◆ **Problem statement**: The entries below must be returned exactly as they stand.

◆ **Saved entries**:
= Beginning of Section =
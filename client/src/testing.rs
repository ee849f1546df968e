//! In-process fakes for the external capabilities, shared by unit tests.

use crate::cache::CacheInvalidator;
use crate::error::{ClientError, Result};
use crate::rpc::LedgerConnection;
use crate::types::{Commitment, LatestBlockhash, SendOptions, SignatureStatus, SimulationResult};
use crate::wallet::WalletAdapter;
use async_trait::async_trait;
use serde_json::json;
use solana_sdk::hash::Hash;
use solana_sdk::pubkey::Pubkey;
use solana_sdk::signature::{Keypair, Signature, Signer};
use solana_sdk::transaction::Transaction;
use std::collections::HashMap;
use std::sync::atomic::{AtomicBool, AtomicU64, AtomicUsize, Ordering};
use std::sync::Mutex;
use std::time::Duration;

/// Distinct signature per seed
pub(crate) fn signature(seed: u8) -> Signature {
    Signature::from([seed; 64])
}

pub(crate) fn confirmed_status() -> SignatureStatus {
    SignatureStatus {
        slot: 100,
        confirmations: Some(1),
        err: None,
        confirmation_status: Some(Commitment::Confirmed),
    }
}

pub(crate) fn failed_status() -> SignatureStatus {
    SignatureStatus {
        err: Some(json!({"InstructionError": [0, {"Custom": 6001}]})),
        ..confirmed_status()
    }
}

/// Scriptable ledger that records every call
pub(crate) struct MockLedger {
    pub blockhash: Hash,
    pub last_valid_block_height: u64,
    pub block_height: AtomicU64,
    pub simulation: Mutex<Result<SimulationResult>>,
    pub send_error: Mutex<Option<String>>,
    pub statuses: Mutex<HashMap<Signature, SignatureStatus>>,
    pub status_on_send: Mutex<Option<SignatureStatus>>,
    pub failing_status_polls: AtomicUsize,
    pub read_delay: Mutex<Option<Duration>>,
    pub calls: Mutex<Vec<&'static str>>,
    pub sent: Mutex<Vec<(Transaction, SendOptions)>>,
    pub status_batches: Mutex<Vec<usize>>,
}

impl MockLedger {
    pub fn new() -> Self {
        Self {
            blockhash: Hash::new_unique(),
            last_valid_block_height: 1_000,
            block_height: AtomicU64::new(900),
            simulation: Mutex::new(Ok(SimulationResult::default())),
            send_error: Mutex::new(None),
            statuses: Mutex::new(HashMap::new()),
            status_on_send: Mutex::new(Some(confirmed_status())),
            failing_status_polls: AtomicUsize::new(0),
            read_delay: Mutex::new(None),
            calls: Mutex::new(Vec::new()),
            sent: Mutex::new(Vec::new()),
            status_batches: Mutex::new(Vec::new()),
        }
    }

    pub fn calls(&self) -> Vec<&'static str> {
        self.calls.lock().unwrap().clone()
    }

    pub fn sent(&self) -> Vec<(Transaction, SendOptions)> {
        self.sent.lock().unwrap().clone()
    }

    pub fn set_status(&self, signature: Signature, status: SignatureStatus) {
        self.statuses.lock().unwrap().insert(signature, status);
    }

    fn record(&self, call: &'static str) {
        self.calls.lock().unwrap().push(call);
    }

    async fn stall(&self) {
        let delay = *self.read_delay.lock().unwrap();
        if let Some(delay) = delay {
            tokio::time::sleep(delay).await;
        }
    }
}

#[async_trait]
impl LedgerConnection for MockLedger {
    fn endpoint(&self) -> &str {
        "mock://ledger"
    }

    async fn get_latest_blockhash(&self) -> Result<LatestBlockhash> {
        self.record("getLatestBlockhash");
        Ok(LatestBlockhash {
            blockhash: self.blockhash,
            last_valid_block_height: self.last_valid_block_height,
        })
    }

    async fn simulate_transaction(&self, _transaction: &Transaction) -> Result<SimulationResult> {
        self.record("simulateTransaction");
        match &*self.simulation.lock().unwrap() {
            Ok(result) => Ok(result.clone()),
            Err(e) => Err(ClientError::RpcError(e.to_string())),
        }
    }

    async fn send_raw_transaction(&self, raw: &[u8], options: SendOptions) -> Result<Signature> {
        self.record("sendTransaction");
        if let Some(message) = self.send_error.lock().unwrap().clone() {
            return Err(ClientError::RpcError(message));
        }

        let transaction: Transaction = bincode::deserialize(raw)
            .map_err(|e| ClientError::TransactionEncoding(e.to_string()))?;
        let signature = transaction.signatures[0];
        self.sent.lock().unwrap().push((transaction, options));

        if let Some(status) = self.status_on_send.lock().unwrap().clone() {
            self.set_status(signature, status);
        }
        Ok(signature)
    }

    async fn get_signature_statuses(
        &self,
        signatures: &[Signature],
    ) -> Result<Vec<Option<SignatureStatus>>> {
        self.record("getSignatureStatuses");
        self.status_batches.lock().unwrap().push(signatures.len());
        self.stall().await;

        if self
            .failing_status_polls
            .fetch_update(Ordering::SeqCst, Ordering::SeqCst, |n| n.checked_sub(1))
            .is_ok()
        {
            return Err(ClientError::RpcError("HTTP 503: unavailable".to_string()));
        }

        let statuses = self.statuses.lock().unwrap();
        Ok(signatures.iter().map(|s| statuses.get(s).cloned()).collect())
    }

    async fn get_block_height(&self) -> Result<u64> {
        self.record("getBlockHeight");
        self.stall().await;
        Ok(self.block_height.load(Ordering::SeqCst))
    }
}

/// Keypair wallet that can be told to refuse and counts connect requests
pub(crate) struct MockWallet {
    pub keypair: Option<Keypair>,
    pub refuse: AtomicBool,
    pub connect_requests: AtomicUsize,
}

impl MockWallet {
    pub fn connected() -> Self {
        Self {
            keypair: Some(Keypair::new()),
            refuse: AtomicBool::new(false),
            connect_requests: AtomicUsize::new(0),
        }
    }

    pub fn disconnected() -> Self {
        Self {
            keypair: None,
            ..Self::connected()
        }
    }
}

#[async_trait]
impl WalletAdapter for MockWallet {
    fn public_key(&self) -> Option<Pubkey> {
        self.keypair.as_ref().map(|k| k.pubkey())
    }

    async fn sign_transaction(&self, mut transaction: Transaction) -> Result<Transaction> {
        if self.refuse.load(Ordering::SeqCst) {
            return Err(ClientError::SigningRejected("User rejected the request".to_string()));
        }
        let keypair = self.keypair.as_ref().ok_or(ClientError::WalletNotConnected)?;
        let blockhash = transaction.message.recent_blockhash;
        transaction
            .try_partial_sign(&[keypair], blockhash)
            .map_err(|e| ClientError::SigningRejected(e.to_string()))?;
        Ok(transaction)
    }

    fn request_connect(&self) {
        self.connect_requests.fetch_add(1, Ordering::SeqCst);
    }
}

/// Counts invalidations
#[derive(Default)]
pub(crate) struct CountingInvalidator {
    pub count: AtomicUsize,
}

impl CountingInvalidator {
    pub fn count(&self) -> usize {
        self.count.load(Ordering::SeqCst)
    }
}

#[async_trait]
impl CacheInvalidator for CountingInvalidator {
    async fn invalidate_transactions(&self) {
        self.count.fetch_add(1, Ordering::SeqCst);
    }
}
= End of Section =
◆ **Result for this task**:
filename client/src/testing.rs
repository ee849f1546df968e
//! In-process fakes for the external capabilities, shared by unit tests.

use crate::cache::CacheInvalidator;
use crate::error::{ClientError, Result};
use crate::rpc::LedgerConnection;
use crate::types::{Commitment, LatestBlockhash, SendOptions, SignatureStatus, SimulationResult};
use crate::wallet::WalletAdapter;
use async_trait::async_trait;
use serde_json::json;
use solana_sdk::hash::Hash;
use solana_sdk::pubkey::Pubkey;
use solana_sdk::signature::{Keypair, Signature, Signer};
use solana_sdk::transaction::Transaction;
use std::collections::HashMap;
use std::sync::atomic::{AtomicBool, AtomicU64, AtomicUsize, Ordering};
use std::sync::Mutex;
use std::time::Duration;

/// Distinct signature per seed
pub(crate) fn signature(seed: u8) -> Signature {
    Signature::from([seed; 64])
}

pub(crate) fn confirmed_status() -> SignatureStatus {
    SignatureStatus {
        slot: 100,
        confirmations: Some(1),
        err: None,
        confirmation_status: Some(Commitment::Confirmed),
    }
}

pub(crate) fn failed_status() -> SignatureStatus {
    SignatureStatus {
        err: Some(json!({"InstructionError": [0, {"Custom": 6001}]})),
        ..confirmed_status()
    }
}

/// Scriptable ledger that records every call
pub(crate) struct MockLedger {
    pub blockhash: Hash,
    pub last_valid_block_height: u64,
    pub block_height: AtomicU64,
    pub simulation: Mutex<Result<SimulationResult>>,
    pub send_error: Mutex<Option<String>>,
    pub statuses: Mutex<HashMap<Signature, SignatureStatus>>,
    pub status_on_send: Mutex<Option<SignatureStatus>>,
    pub failing_status_polls: AtomicUsize,
    pub read_delay: Mutex<Option<Duration>>,
    pub calls: Mutex<Vec<&'static str>>,
    pub sent: Mutex<Vec<(Transaction, SendOptions)>>,
    pub status_batches: Mutex<Vec<usize>>,
}

impl MockLedger {
    pub fn new() -> Self {
        Self {
            blockhash: Hash::new_unique(),
            last_valid_block_height: 1_000,
            block_height: AtomicU64::new(900),
            simulation: Mutex::new(Ok(SimulationResult::default())),
            send_error: Mutex::new(None),
            statuses: Mutex::new(HashMap::new()),
            status_on_send: Mutex::new(Some(confirmed_status())),
            failing_status_polls: AtomicUsize::new(0),
            read_delay: Mutex::new(None),
            calls: Mutex::new(Vec::new()),
            sent: Mutex::new(Vec::new()),
            status_batches: Mutex::new(Vec::new()),
        }
    }

    pub fn calls(&self) -> Vec<&'static str> {
        self.calls.lock().unwrap().clone()
    }

    pub fn sent(&self) -> Vec<(Transaction, SendOptions)> {
        self.sent.lock().unwrap().clone()
    }

    pub fn set_status(&self, signature: Signature, status: SignatureStatus) {
        self.statuses.lock().unwrap().insert(signature, status);
    }

    fn record(&self, call: &'static str) {
        self.calls.lock().unwrap().push(call);
    }

    async fn stall(&self) {
        let delay = *self.read_delay.lock().unwrap();
        if let Some(delay) = delay {
            tokio::time::sleep(delay).await;
        }
    }
}

#[async_trait]
impl LedgerConnection for MockLedger {
    fn endpoint(&self) -> &str {
        "mock://ledger"
    }

    async fn get_latest_blockhash(&self) -> Result<LatestBlockhash> {
        self.record("getLatestBlockhash");
        Ok(LatestBlockhash {
            blockhash: self.blockhash,
            last_valid_block_height: self.last_valid_block_height,
        })
    }

    async fn simulate_transaction(&self, _transaction: &Transaction) -> Result<SimulationResult> {
        self.record("simulateTransaction");
        match &*self.simulation.lock().unwrap() {
            Ok(result) => Ok(result.clone()),
            Err(e) => Err(ClientError::RpcError(e.to_string())),
        }
    }

    async fn send_raw_transaction(&self, raw: &[u8], options: SendOptions) -> Result<Signature> {
        self.record("sendTransaction");
        if let Some(message) = self.send_error.lock().unwrap().clone() {
            return Err(ClientError::RpcError(message));
        }

        let transaction: Transaction = bincode::deserialize(raw)
            .map_err(|e| ClientError::TransactionEncoding(e.to_string()))?;
        let signature = transaction.signatures[0];
        self.sent.lock().unwrap().push((transaction, options));

        if let Some(status) = self.status_on_send.lock().unwrap().clone() {
            self.set_status(signature, status);
        }
        Ok(signature)
    }

    async fn get_signature_statuses(
        &self,
        signatures: &[Signature],
    ) -> Result<Vec<Option<SignatureStatus>>> {
        self.record("getSignatureStatuses");
        self.status_batches.lock().unwrap().push(signatures.len());
        self.stall().await;

        if self
            .failing_status_polls
            .fetch_update(Ordering::SeqCst, Ordering::SeqCst, |n| n.checked_sub(1))
            .is_ok()
        {
            return Err(ClientError::RpcError("HTTP 503: unavailable".to_string()));
        }

        let statuses = self.statuses.lock().unwrap();
        Ok(signatures.iter().map(|s| statuses.get(s).cloned()).collect())
    }

    async fn get_block_height(&self) -> Result<u64> {
        self.record("getBlockHeight");
        self.stall().await;
        Ok(self.block_height.load(Ordering::SeqCst))
    }
}

/// Keypair wallet that can be told to refuse and counts connect requests
pub(crate) struct MockWallet {
    pub keypair: Option<Keypair>,
    pub refuse: AtomicBool,
    pub connect_requests: AtomicUsize,
}

impl MockWallet {
    pub fn connected() -> Self {
        Self {
            keypair: Some(Keypair::new()),
            refuse: AtomicBool::new(false),
            connect_requests: AtomicUsize::new(0),
        }
    }

    pub fn disconnected() -> Self {
        Self {
            keypair: None,
            ..Self::connected()
        }
    }
}

#[async_trait]
impl WalletAdapter for MockWallet {
    fn public_key(&self) -> Option<Pubkey> {
        self.keypair.as_ref().map(|k| k.pubkey())
    }

    async fn sign_transaction(&self, mut transaction: Transaction) -> Result<Transaction> {
        if self.refuse.load(Ordering::SeqCst) {
            return Err(ClientError::SigningRejected("User rejected the request".to_string()));
        }
        let keypair = self.keypair.as_ref().ok_or(ClientError::WalletNotConnected)?;
        let blockhash = transaction.message.recent_blockhash;
        transaction
            .try_partial_sign(&[keypair], blockhash)
            .map_err(|e| ClientError::SigningRejected(e.to_string()))?;
        Ok(transaction)
    }

    fn request_connect(&self) {
        self.connect_requests.fetch_add(1, Ordering::SeqCst);
    }
}

/// Counts invalidations
#[derive(Default)]
pub(crate) struct CountingInvalidator {
    pub count: AtomicUsize,
}

impl CountingInvalidator {
    pub fn count(&self) -> usize {
        self.count.load(Ordering::SeqCst)
    }
}

#[async_trait]
impl CacheInvalidator for CountingInvalidator {
    async fn invalidate_transactions(&self) {
        self.count.fetch_add(1, Ordering::SeqCst);
    }
}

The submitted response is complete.